Carnaval

Carnaval é uma festa popular onde as pessoas bebem muito e fazem tudo aquilo que o bom senso não permite que elas façam durante o ano. As mulheres tiram a roupa, os homens se vestem de mulher e por aí vai.

A farra começa na sexta feira, logo após o final do expediente. O sujeito bota uma máscara para ficar no anonimato, cai na gandaia e só aparece de volta na semana seguinte. Quando aparece.

Antigamente havia o corso, um desfile de carros conversíveis com foliões fantasiados de marinheiros e garotas com sarongues e colares havaianos.

Nos salões, moças e rapazes jogavam confete e serpentina uns nos outros, ao som de marchinhas como A cabeleira do Zezé, onde o refrão perguntava “será que ele é? será que ele é?”. Depois a coisa emendava em “vem jardineira, vem meu amor” e seguia com “mulata bossa nova, caiu no halli galli” (pronuncia-se ráli gáli). Não dá pra explicar aqui o que era o halli galli. E nem me pergunte como uma coisa dessas foi parar numa letra de marchinha de carnaval.

Eram tempos mais ingênuos. Lança perfume, acredite se quiser, era usada para jogar nos outros. A brincadeira era dar um susto nas gurias, com um esguicho gelado no pescoço.

Certa vez, quando eu era criança, assisti a uma solenidade onde o prefeito entregava a chave da cidade para o rei Momo, um gordo sorridente com uma coroa dourada na cabeça. Achei aquilo uma temeridade, ficarmos todos entregues nas mãos daquele gordo maluco. Só fiquei tranqüilo depois que meu pai me garantiu que tudo não passava de um gesto simbólico.

Hoje em dia, a folia ganhou dimensão de espetáculo, sem perder em entusiasmo. Existe carnaval em vários lugares do mundo, como New Orleans e Veneza. Mas nenhum é tão animado quanto o nosso.
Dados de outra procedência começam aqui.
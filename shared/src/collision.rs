//! Swept-path collision detection between moving gatherers and stationary
//! targets (loot items and deposit bases).
//!
//! A gatherer is modelled as a disc of a given width swept along the
//! segment it travelled during the tick. Items are points; bases are
//! axis-aligned rectangles. The detector emits every collision as an event
//! tagged with the fraction of the sweep at which it happens, sorted so the
//! simulation can replay pickups and deposits in physical order.

use std::cmp::Ordering;

use crate::geom::{intersect_rects, Point2D, Rect};

/// Tolerance when comparing event times during sorting.
const TIME_EPSILON: f64 = 1e-10;
/// Tolerance when comparing squared distances during sorting.
const DIST_EPSILON: f64 = 1e-10;

/// Outcome of projecting a target point onto a gatherer sweep.
#[derive(Debug, Clone, Copy)]
pub struct CollectResult {
    /// Squared distance from the target to the sweep line.
    pub sq_distance: f64,
    /// Fraction of the sweep at which the closest approach happens.
    pub proj_ratio: f64,
}

impl CollectResult {
    /// True when the closest approach lies within the sweep and inside the
    /// given collection radius.
    pub fn is_collected(&self, collect_radius: f64) -> bool {
        self.proj_ratio >= 0.0
            && self.proj_ratio <= 1.0
            && self.sq_distance <= collect_radius * collect_radius
    }
}

/// Moving from `a` to `b`, try to collect the point `c`.
///
/// The zero-length sweep is compared with strict equality: even a tiny
/// movement still has to count towards collection, so no tolerance is
/// applied here.
pub fn try_collect_point(a: Point2D, b: Point2D, c: Point2D) -> CollectResult {
    if b.x == a.x && b.y == a.y {
        return CollectResult {
            sq_distance: (b.x - c.x).powi(2) + (b.y - c.y).powi(2),
            proj_ratio: 0.0,
        };
    }
    let u_x = c.x - a.x;
    let u_y = c.y - a.y;
    let v_x = b.x - a.x;
    let v_y = b.y - a.y;
    let u_dot_v = u_x * v_x + u_y * v_y;
    let u_len2 = u_x * u_x + u_y * u_y;
    let v_len2 = v_x * v_x + v_y * v_y;

    CollectResult {
        sq_distance: u_len2 - (u_dot_v * u_dot_v) / v_len2,
        proj_ratio: u_dot_v / v_len2,
    }
}

/// A stationary collectable point.
#[derive(Debug, Clone, Copy)]
pub struct Item {
    pub position: Point2D,
    pub width: f64,
}

/// A moving collector: the segment it swept during the tick plus its width.
#[derive(Debug, Clone, Copy)]
pub struct Gatherer {
    pub start_pos: Point2D,
    pub end_pos: Point2D,
    pub width: f64,
}

/// A deposit base: an axis-aligned rectangle spanned by `position` and
/// `position + offset`, thickened by `width`.
#[derive(Debug, Clone, Copy)]
pub struct Base {
    pub position: Point2D,
    pub offset: Point2D,
    pub width: f64,
}

/// Capability set the detector needs from the world.
///
/// Implemented by the production per-session view and by test doubles.
pub trait ItemGathererProvider {
    fn items_count(&self) -> usize;
    fn item(&self, idx: usize) -> Item;
    fn gatherers_count(&self) -> usize;
    fn gatherer(&self, idx: usize) -> Gatherer;
    fn bases_count(&self) -> usize;
    fn base(&self, idx: usize) -> Base;
}

/// A single collision within a tick.
///
/// `item_id` and `gatherer_id` are indices into the provider; for base
/// events `item_id` carries the base index instead.
#[derive(Debug, Clone, Copy, PartialEq)]
pub struct CollisionEvent {
    pub item_id: usize,
    pub gatherer_id: usize,
    pub sq_distance: f64,
    pub time: f64,
    pub is_base: bool,
}

fn compare_events(left: &CollisionEvent, right: &CollisionEvent) -> Ordering {
    if (left.time - right.time).abs() > TIME_EPSILON {
        return left.time.partial_cmp(&right.time).unwrap_or(Ordering::Equal);
    }
    if (left.sq_distance - right.sq_distance).abs() > DIST_EPSILON {
        return left
            .sq_distance
            .partial_cmp(&right.sq_distance)
            .unwrap_or(Ordering::Equal);
    }
    (left.item_id, left.gatherer_id).cmp(&(right.item_id, right.gatherer_id))
}

/// Inflated bounding rectangle of a base.
fn base_rect(base: &Base) -> Rect {
    let x_min = base.position.x.min(base.position.x + base.offset.x);
    let x_max = base.position.x.max(base.position.x + base.offset.x);
    let y_min = base.position.y.min(base.position.y + base.offset.y);
    let y_max = base.position.y.max(base.position.y + base.offset.y);
    let half = base.width / 2.0;
    Rect {
        x: x_min - half,
        y: y_min - half,
        w: x_max - x_min + base.width,
        h: y_max - y_min + base.width,
    }
}

/// Inflated bounding rectangle of a gatherer sweep.
fn gatherer_rect(gatherer: &Gatherer) -> Rect {
    let x_min = gatherer.start_pos.x.min(gatherer.end_pos.x);
    let x_max = gatherer.start_pos.x.max(gatherer.end_pos.x);
    let y_min = gatherer.start_pos.y.min(gatherer.end_pos.y);
    let y_max = gatherer.start_pos.y.max(gatherer.end_pos.y);
    let half = gatherer.width / 2.0;
    Rect {
        x: x_min - half,
        y: y_min - half,
        w: x_max - x_min + gatherer.width,
        h: y_max - y_min + gatherer.width,
    }
}

/// The four corners of the base/gatherer rectangle overlap, if any.
fn base_corners_on_way(base: &Base, gatherer: &Gatherer) -> Option<[Point2D; 4]> {
    let rect = intersect_rects(base_rect(base), gatherer_rect(gatherer))?;
    Some([
        Point2D::new(rect.x, rect.y),
        Point2D::new(rect.x + rect.w, rect.y),
        Point2D::new(rect.x, rect.y + rect.h),
        Point2D::new(rect.x + rect.w, rect.y + rect.h),
    ])
}

/// Detects every collision during the tick and returns the events sorted by
/// `(time, sq_distance, item_id, gatherer_id)`.
///
/// Gatherers that did not move are skipped. A base contributes at most one
/// event per gatherer: the earliest of its overlap corners that falls
/// inside the sweep.
pub fn find_gather_events(provider: &dyn ItemGathererProvider) -> Vec<CollisionEvent> {
    let mut detected_events = Vec::new();

    for g in 0..provider.gatherers_count() {
        let gatherer = provider.gatherer(g);
        if gatherer.start_pos == gatherer.end_pos {
            continue;
        }
        for i in 0..provider.items_count() {
            let item = provider.item(i);
            let collect_result =
                try_collect_point(gatherer.start_pos, gatherer.end_pos, item.position);

            if collect_result.is_collected((gatherer.width + item.width) / 2.0) {
                detected_events.push(CollisionEvent {
                    item_id: i,
                    gatherer_id: g,
                    sq_distance: collect_result.sq_distance,
                    time: collect_result.proj_ratio,
                    is_base: false,
                });
            }
        }
        for b in 0..provider.bases_count() {
            let base = provider.base(b);
            let Some(corners) = base_corners_on_way(&base, &gatherer) else {
                continue;
            };

            let mut earliest: Option<CollisionEvent> = None;
            for corner in corners {
                let collect_result =
                    try_collect_point(gatherer.start_pos, gatherer.end_pos, corner);
                if !collect_result.is_collected(gatherer.width / 2.0) {
                    continue;
                }
                let candidate = CollisionEvent {
                    item_id: b,
                    gatherer_id: g,
                    sq_distance: collect_result.sq_distance,
                    time: collect_result.proj_ratio,
                    is_base: true,
                };
                match earliest {
                    Some(best) if best.time <= candidate.time => {}
                    _ => earliest = Some(candidate),
                }
            }
            if let Some(event) = earliest {
                detected_events.push(event);
            }
        }
    }

    detected_events.sort_by(compare_events);
    detected_events
}

#[cfg(test)]
mod tests {
    use super::*;
    use assert_approx_eq::assert_approx_eq;

    const EPSILON: f64 = 1e-10;

    struct TestProvider {
        items: Vec<Item>,
        gatherers: Vec<Gatherer>,
        bases: Vec<Base>,
    }

    impl ItemGathererProvider for TestProvider {
        fn items_count(&self) -> usize {
            self.items.len()
        }
        fn item(&self, idx: usize) -> Item {
            self.items[idx]
        }
        fn gatherers_count(&self) -> usize {
            self.gatherers.len()
        }
        fn gatherer(&self, idx: usize) -> Gatherer {
            self.gatherers[idx]
        }
        fn bases_count(&self) -> usize {
            self.bases.len()
        }
        fn base(&self, idx: usize) -> Base {
            self.bases[idx]
        }
    }

    fn provider(items: Vec<Item>, gatherers: Vec<Gatherer>) -> TestProvider {
        TestProvider { items, gatherers, bases: Vec::new() }
    }

    /// One gatherer walking a horizontal path over an item placed at a
    /// given fraction of the path should collect it at exactly that time.
    fn check_gathering_one_item(path_ratio: f64) {
        let start = Point2D::new(1.0, 2.0);
        let end = Point2D::new(3.0, 2.0);
        let item_point = Point2D::new(1.0 + path_ratio * 2.0, 2.0);

        let p = provider(
            vec![Item { position: item_point, width: 1.0 }],
            vec![Gatherer { start_pos: start, end_pos: end, width: 1.0 }],
        );
        let events = find_gather_events(&p);

        assert_eq!(events.len(), 1);
        assert_eq!(events[0].item_id, 0);
        assert_eq!(events[0].gatherer_id, 0);
        assert!(!events[0].is_base);
        assert_approx_eq!(events[0].sq_distance, 0.0, EPSILON);
        assert_approx_eq!(events[0].time, path_ratio, EPSILON);
    }

    #[test]
    fn test_no_events_for_empty_world() {
        let p = provider(Vec::new(), Vec::new());
        assert!(find_gather_events(&p).is_empty());
    }

    #[test]
    fn test_collects_item_along_path() {
        for ratio in [0.0, 1e-4, 0.44, 0.5, 1.0 - 1e-4, 1.0] {
            check_gathering_one_item(ratio);
        }
    }

    #[test]
    fn test_collects_item_on_vertical_path() {
        let p = provider(
            vec![Item { position: Point2D::new(-2.0, 0.0), width: 1.0 }],
            vec![Gatherer {
                start_pos: Point2D::new(-2.0, -1.0),
                end_pos: Point2D::new(-2.0, 1.0),
                width: 1.0,
            }],
        );
        let events = find_gather_events(&p);
        assert_eq!(events.len(), 1);
        assert_approx_eq!(events[0].time, 0.5, EPSILON);
    }

    #[test]
    fn test_misses_item_off_path() {
        // Collection radius is (1 + 1) / 2 = 1; the item sits 1.5 away.
        let p = provider(
            vec![Item { position: Point2D::new(2.0, 3.5), width: 1.0 }],
            vec![Gatherer {
                start_pos: Point2D::new(1.0, 2.0),
                end_pos: Point2D::new(3.0, 2.0),
                width: 1.0,
            }],
        );
        assert!(find_gather_events(&p).is_empty());
    }

    #[test]
    fn test_misses_item_behind_start() {
        let p = provider(
            vec![Item { position: Point2D::new(0.0, 2.0), width: 0.1 }],
            vec![Gatherer {
                start_pos: Point2D::new(1.0, 2.0),
                end_pos: Point2D::new(3.0, 2.0),
                width: 0.1,
            }],
        );
        assert!(find_gather_events(&p).is_empty());
    }

    #[test]
    fn test_stationary_gatherer_collects_nothing() {
        let p = provider(
            vec![Item { position: Point2D::new(1.0, 2.0), width: 1.0 }],
            vec![Gatherer {
                start_pos: Point2D::new(1.0, 2.0),
                end_pos: Point2D::new(1.0, 2.0),
                width: 1.0,
            }],
        );
        assert!(find_gather_events(&p).is_empty());
    }

    #[test]
    fn test_events_sorted_by_time_then_distance() {
        let start = Point2D::new(0.0, 0.0);
        let end = Point2D::new(10.0, 0.0);
        let p = provider(
            vec![
                Item { position: Point2D::new(8.0, 0.0), width: 0.0 },
                Item { position: Point2D::new(2.0, 0.0), width: 0.0 },
                Item { position: Point2D::new(5.0, 0.2), width: 0.0 },
                Item { position: Point2D::new(5.0, 0.0), width: 0.0 },
            ],
            vec![Gatherer { start_pos: start, end_pos: end, width: 0.6 }],
        );
        let events = find_gather_events(&p);
        let order: Vec<usize> = events.iter().map(|e| e.item_id).collect();
        assert_eq!(order, vec![1, 3, 2, 0]);

        for pair in events.windows(2) {
            assert!(pair[0].time <= pair[1].time + EPSILON);
        }
    }

    #[test]
    fn test_equal_events_tie_break_on_ids() {
        let sweep = Gatherer {
            start_pos: Point2D::new(0.0, 0.0),
            end_pos: Point2D::new(4.0, 0.0),
            width: 1.0,
        };
        let p = provider(
            vec![
                Item { position: Point2D::new(2.0, 0.0), width: 0.0 },
                Item { position: Point2D::new(2.0, 0.0), width: 0.0 },
            ],
            vec![sweep, sweep],
        );
        let events = find_gather_events(&p);
        assert_eq!(events.len(), 4);
        let keys: Vec<(usize, usize)> =
            events.iter().map(|e| (e.item_id, e.gatherer_id)).collect();
        assert_eq!(keys, vec![(0, 0), (0, 1), (1, 0), (1, 1)]);
    }

    #[test]
    fn test_base_event_uses_earliest_corner() {
        let p = TestProvider {
            items: Vec::new(),
            gatherers: vec![Gatherer {
                start_pos: Point2D::new(0.0, 0.0),
                end_pos: Point2D::new(10.0, 0.0),
                width: 0.6,
            }],
            bases: vec![Base {
                position: Point2D::new(4.0, 0.0),
                offset: Point2D::new(1.0, 1.0),
                width: 0.5,
            }],
        };
        let events = find_gather_events(&p);
        assert_eq!(events.len(), 1);
        assert!(events[0].is_base);
        assert_eq!(events[0].gatherer_id, 0);
        // The near edge of the inflated base sits at x = 3.75.
        assert_approx_eq!(events[0].time, 0.375, EPSILON);
    }

    #[test]
    fn test_base_far_from_sweep_gives_no_event() {
        let p = TestProvider {
            items: Vec::new(),
            gatherers: vec![Gatherer {
                start_pos: Point2D::new(0.0, 0.0),
                end_pos: Point2D::new(10.0, 0.0),
                width: 0.6,
            }],
            bases: vec![Base {
                position: Point2D::new(4.0, 5.0),
                offset: Point2D::new(1.0, 1.0),
                width: 0.5,
            }],
        };
        assert!(find_gather_events(&p).is_empty());
    }
}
No Rio de Janeiro existe o tradicional desfile das Escolas de Samba, “o maior espetáculo da terra”, onde alemães, holandeses e dinamarqueses se fantasiam de índios tupinambás com plumas, paetês e lantejoulas.

Na frente da bateria vem sempre a madrinha, uma mulher deslumbrante – dessas que você só vê em revistas – com tudo no lugar, requebrando com desembaraço seu patrimônio na cara dos músicos. O que faz com que o samba enredo seja cada vez mais acelerado.

Infelizmente, na quarta feira de cinzas a festa acaba e a vida volta ao normal. Ao voltar pra casa, você vai sempre poder argumentar que bebeu demais e não sabia o que estava fazendo. É uma explicação ótima. Só não venha me reclamar depois se sua mulher chegar com a mesma desculpa.